(PROVIDED ENTRIES begins)

//! Lookup module - customer records in the sorted extract.
//!
//! The extract written by the transform is sorted by identification
//! number, so lookups are a binary search over the loaded rows.

use crate::config::LookupConfig;
use crate::transform::{compare_ids, Table, TransformError};
use std::cmp::Ordering;
use std::collections::HashSet;
use std::path::Path;

/// Rows checked for ordering when loading.
const SORT_CHECK_ROWS: usize = 1000;

/// Shortest fragment that produces suggestions.
pub const MIN_FRAGMENT_LEN: usize = 3;

pub const DEFAULT_SUGGESTIONS: usize = 5;

/// One obligation row: every column except the customer fields.
#[derive(Debug, Clone, PartialEq, Eq)]
pub struct Obligation {
    pub fields: Vec<(String, Option<String>)>,
}

impl Obligation {
    pub fn get(&self, column: &str) -> Option<&str> {
        self.fields
            .iter()
            .find(|(name, _)| name == column)
            .and_then(|(_, value)| value.as_deref())
    }
}

#[derive(Debug, Clone, PartialEq, Eq)]
pub struct CustomerRecord {
    pub id: String,
    pub holder_name: Option<String>,
    pub collector: Option<String>,
    pub obligations: Vec<Obligation>,
}

#[derive(Debug, Clone, PartialEq, Eq)]
pub struct Suggestion {
    pub id: String,
    pub holder_name: Option<String>,
    pub collector: Option<String>,
}

pub struct RecordIndex {
    table: Table,
    id_idx: usize,
    name_idx: usize,
    collector_idx: Option<usize>,
}

impl RecordIndex {
    /// Load a comma separated extract.
    pub fn load(path: &Path, config: &LookupConfig) -> Result<Self, TransformError> {
        let table = Table::read_csv(path, b',')?;
        let index = Self::from_table(table, config)?;
        tracing::info!("Loaded {} records from {}", index.len(), path.display());
        Ok(index)
    }

    pub fn from_table(mut table: Table, config: &LookupConfig) -> Result<Self, TransformError> {
        let id_idx = table.column_index(&config.id_column)?;
        let name_idx = table.column_index(&config.name_column)?;
        let collector_idx = table.column_index(&config.collector_column).ok();
        if collector_idx.is_none() {
            tracing::warn!("Column '{}' not found, collector left empty", config.collector_column);
        }

        table
            .rows
            .retain(|row| row[id_idx].as_deref().is_some_and(|v| !v.trim().is_empty()));

        let by_id = |a: &Vec<Option<String>>, b: &Vec<Option<String>>| {
            compare_ids(a[id_idx].as_deref(), b[id_idx].as_deref())
        };
        let head = &table.rows[..table.rows.len().min(SORT_CHECK_ROWS)];
        if head.windows(2).any(|w| by_id(&w[0], &w[1]) == Ordering::Greater) {
            tracing::warn!("Extract is not sorted by '{}', sorting in memory", config.id_column);
            table.rows.sort_by(by_id);
        }

        Ok(Self {
            table,
            id_idx,
            name_idx,
            collector_idx,
        })
    }

    pub fn len(&self) -> usize {
        self.table.rows.len()
    }

    pub fn is_empty(&self) -> bool {
        self.table.rows.is_empty()
    }

    /// All rows whose id is exactly `id` (after trimming).
    ///
    /// The numeric order only locates the candidate range: "00042" and
    /// "42" sort together but are different customers.
    pub fn find(&self, id: &str) -> Vec<&Vec<Option<String>>> {
        let id = id.trim();
        if id.is_empty() {
            return Vec::new();
        }
        let rows = &self.table.rows;
        let key = |row: &Vec<Option<String>>| compare_ids(row[self.id_idx].as_deref(), Some(id));

        let start = rows.partition_point(|row| key(row) == Ordering::Less);
        let end = start + rows[start..].partition_point(|row| key(row) == Ordering::Equal);
        rows[start..end]
            .iter()
            .filter(|row| row[self.id_idx].as_deref().map(str::trim) == Some(id))
            .collect()
    }

    pub fn customer(&self, id: &str) -> Option<CustomerRecord> {
        let rows = self.find(id);
        let first = *rows.first()?;

        let obligations = rows
            .iter()
            .map(|row| Obligation {
                fields: self
                    .table
                    .headers
                    .iter()
                    .zip(row.iter())
                    .enumerate()
                    .filter(|(i, _)| !self.is_customer_column(*i))
                    .map(|(_, (name, value))| (name.clone(), value.clone()))
                    .collect(),
            })
            .collect();

        Some(CustomerRecord {
            id: id.trim().to_string(),
            holder_name: first[self.name_idx].clone(),
            collector: self.collector(first),
            obligations,
        })
    }

    /// Up to `limit` distinct ids starting with `fragment`.
    pub fn suggest(&self, fragment: &str, limit: usize) -> Vec<Suggestion> {
        let fragment = fragment.trim();
        if fragment.chars().count() < MIN_FRAGMENT_LEN {
            return Vec::new();
        }

        let mut seen = HashSet::new();
        let mut suggestions = Vec::new();
        for row in &self.table.rows {
            if suggestions.len() >= limit {
                break;
            }
            let Some(id) = row[self.id_idx].as_deref().map(str::trim) else {
                continue;
            };
            if id.starts_with(fragment) && seen.insert(id) {
                suggestions.push(Suggestion {
                    id: id.to_string(),
                    holder_name: row[self.name_idx].clone(),
                    collector: self.collector(row),
                });
            }
        }
        suggestions
    }

    fn collector(&self, row: &[Option<String>]) -> Option<String> {
        self.collector_idx.and_then(|i| row[i].clone())
    }

    fn is_customer_column(&self, idx: usize) -> bool {
        idx == self.id_idx || idx == self.name_idx || Some(idx) == self.collector_idx
    }
}
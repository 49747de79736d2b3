//! DriveApi trait - abstraction over the remote storage API.
//!
//! Only the four calls this tool needs. The REST client implements it;
//! tests use an in-memory fake.

use super::types::{NewFile, RemoteFile, TransferMode};
use super::DriveError;
use std::io::Read;
use std::path::Path;

/// Content body of a download
pub struct MediaStream {
    pub reader: Box<dyn Read>,
    /// Size when the server advertises one
    pub total_size: Option<u64>,
}

impl MediaStream {
    pub fn new(reader: impl Read + 'static, total_size: Option<u64>) -> Self {
        Self {
            reader: Box::new(reader),
            total_size,
        }
    }
}

pub trait DriveApi {
    /// Fetch id, name, mimeType (and size when known)
    fn get_metadata(&self, file_id: &str) -> Result<RemoteFile, DriveError>;

    /// Open the content of a file, as raw media or exported
    fn fetch(&self, file_id: &str, mode: &TransferMode) -> Result<MediaStream, DriveError>;

    /// Create a new file from local content, returning the created file
    fn create_file(&self, metadata: &NewFile, content: &Path) -> Result<RemoteFile, DriveError>;

    /// Replace the content of an existing file, returning its id
    fn update_file(
        &self,
        file_id: &str,
        content: &Path,
        mime_type: &str,
    ) -> Result<String, DriveError>;
}

impl<T: DriveApi + ?Sized> DriveApi for &T {
    fn get_metadata(&self, file_id: &str) -> Result<RemoteFile, DriveError> {
        (**self).get_metadata(file_id)
    }

    fn fetch(&self, file_id: &str, mode: &TransferMode) -> Result<MediaStream, DriveError> {
        (**self).fetch(file_id, mode)
    }

    fn create_file(&self, metadata: &NewFile, content: &Path) -> Result<RemoteFile, DriveError> {
        (**self).create_file(metadata, content)
    }

    fn update_file(
        &self,
        file_id: &str,
        content: &Path,
        mime_type: &str,
    ) -> Result<String, DriveError> {
        (**self).update_file(file_id, content, mime_type)
    }
}
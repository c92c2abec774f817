//! http::handlers
//!
//! axum handlers for the read and write routes.

use axum::extract::{Path, Query, State};
use axum::http::{HeaderName, StatusCode};
use axum::response::{IntoResponse, Response};
use axum::Json;
use serde::Deserialize;
use serde_json::json;
use tracing::error;

use crate::core::error::ApiError;
use crate::core::types::CommitId;
use crate::repo::payload::WriteRequest;
use crate::repo::Repo;

/// Response header naming the commit the data corresponds to.
const COMMIT_HEADER: HeaderName = HeaderName::from_static("git-commit-hash");

/// Query parameters for reads.
#[derive(Debug, Default, Deserialize)]
pub struct GetQuery {
    /// Return the flat file listing instead of the nested document.
    #[serde(default, rename = "listFiles")]
    list_files: bool,
}

/// Query parameters for writes.
#[derive(Debug, Default, Deserialize)]
pub struct PutQuery {
    /// Target branch; defaults to the parent version when that names a
    /// branch.
    branch: Option<String>,
    /// Display name attributed as the commit author.
    author: Option<String>,
}

/// `GET /{version}`
pub async fn get_root(
    State(repo): State<Repo>,
    Path(version): Path<String>,
    Query(query): Query<GetQuery>,
) -> Result<Response, ErrorResponse> {
    get_data(repo, &version, "", query).await
}

/// `GET /{version}/{*path}`
pub async fn get_path(
    State(repo): State<Repo>,
    Path((version, path)): Path<(String, String)>,
    Query(query): Query<GetQuery>,
) -> Result<Response, ErrorResponse> {
    get_data(repo, &version, &path, query).await
}

/// `PUT /{version}`
pub async fn put_root(
    State(repo): State<Repo>,
    Path(version): Path<String>,
    Query(query): Query<PutQuery>,
    Json(body): Json<WriteRequest>,
) -> Result<Response, ErrorResponse> {
    write(repo, &version, "", query, body).await
}

/// `PUT /{version}/{*path}`
pub async fn put_path(
    State(repo): State<Repo>,
    Path((version, path)): Path<(String, String)>,
    Query(query): Query<PutQuery>,
    Json(body): Json<WriteRequest>,
) -> Result<Response, ErrorResponse> {
    write(repo, &version, &path, query, body).await
}

async fn get_data(
    repo: Repo,
    version: &str,
    path: &str,
    query: GetQuery,
) -> Result<Response, ErrorResponse> {
    let result = repo.get_data(version, path, query.list_files).await?;
    Ok(with_commit_header(result.commit_hash, Json(result.data)))
}

async fn write(
    repo: Repo,
    version: &str,
    path: &str,
    query: PutQuery,
    body: WriteRequest,
) -> Result<Response, ErrorResponse> {
    let payload = body.into_payload()?;
    let commit = repo
        .write(
            version,
            query.branch.as_deref(),
            path,
            payload,
            query.author.as_deref(),
        )
        .await?;

    let body = Json(json!({ "commitHash": commit.as_str() }));
    Ok(with_commit_header(commit, body))
}

fn with_commit_header(commit: CommitId, body: impl IntoResponse) -> Response {
    ([(COMMIT_HEADER, commit.to_string())], body).into_response()
}

/// Maps the error taxonomy to status codes. Only the taxonomy message is
/// exposed; internal details stay in the logs.
#[derive(Debug)]
pub struct ErrorResponse(ApiError);

impl From<ApiError> for ErrorResponse {
    fn from(err: ApiError) -> Self {
        Self(err)
    }
}

impl IntoResponse for ErrorResponse {
    fn into_response(self) -> Response {
        let status = match &self.0 {
            ApiError::NotFound(_) => StatusCode::NOT_FOUND,
            ApiError::BadRequest(_) | ApiError::InvalidBranch(_) => StatusCode::BAD_REQUEST,
            ApiError::MergeConflict { .. } => StatusCode::CONFLICT,
            ApiError::PushFailed { .. } => StatusCode::BAD_GATEWAY,
            ApiError::Internal(_) => StatusCode::INTERNAL_SERVER_ERROR,
        };

        if status.is_server_error() {
            error!(error = %self.0, "request failed");
        }

        (status, Json(json!({ "error": self.0.to_string() }))).into_response()
    }
}
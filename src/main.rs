//! git-json-api binary: process bootstrap.

use std::path::PathBuf;

use anyhow::Context;
use clap::Parser;
use tracing::info;
use tracing_subscriber::EnvFilter;

use git_json_api::core::config::Config;
use git_json_api::http;
use git_json_api::repo::Repo;

/// Read/write HTTP API over a git repository of JSON files.
#[derive(Debug, Parser)]
#[command(name = "git-json-api", version, about)]
struct Cli {
    /// Path to a TOML config file (defaults to $GIT_JSON_API_CONFIG).
    #[arg(long)]
    config: Option<PathBuf>,

    /// Listen port (overrides config and $PORT).
    #[arg(long)]
    port: Option<u16>,
}

#[tokio::main]
async fn main() -> anyhow::Result<()> {
    tracing_subscriber::fmt()
        .with_env_filter(
            EnvFilter::try_from_default_env().unwrap_or_else(|_| EnvFilter::new("info")),
        )
        .init();

    let cli = Cli::parse();

    let mut config = Config::load(cli.config.as_deref()).context("loading configuration")?;
    if let Some(port) = cli.port {
        config.port = port;
    }

    let repo = Repo::open(&config)
        .await
        .with_context(|| format!("opening repository clone of '{}'", config.repo_uri))?;

    let app = http::router(repo);
    let listener = tokio::net::TcpListener::bind(("0.0.0.0", config.port))
        .await
        .with_context(|| format!("binding port {}", config.port))?;

    info!(port = config.port, repo = %config.repo_uri, "up and running");
    axum::serve(listener, app).await.context("serving")?;

    Ok(())
}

(PROVIDED ENTRIES ends)

→ **ABOUT THIS TASK**: For each line above that contains the word "CustomerRecord", copy that line.

→ **SOLUTION TO THIS EXERCISE**:
pub struct CustomerRecord {
    pub fn customer(&self, id: &str) -> Option<CustomerRecord> {
        Some(CustomerRecord {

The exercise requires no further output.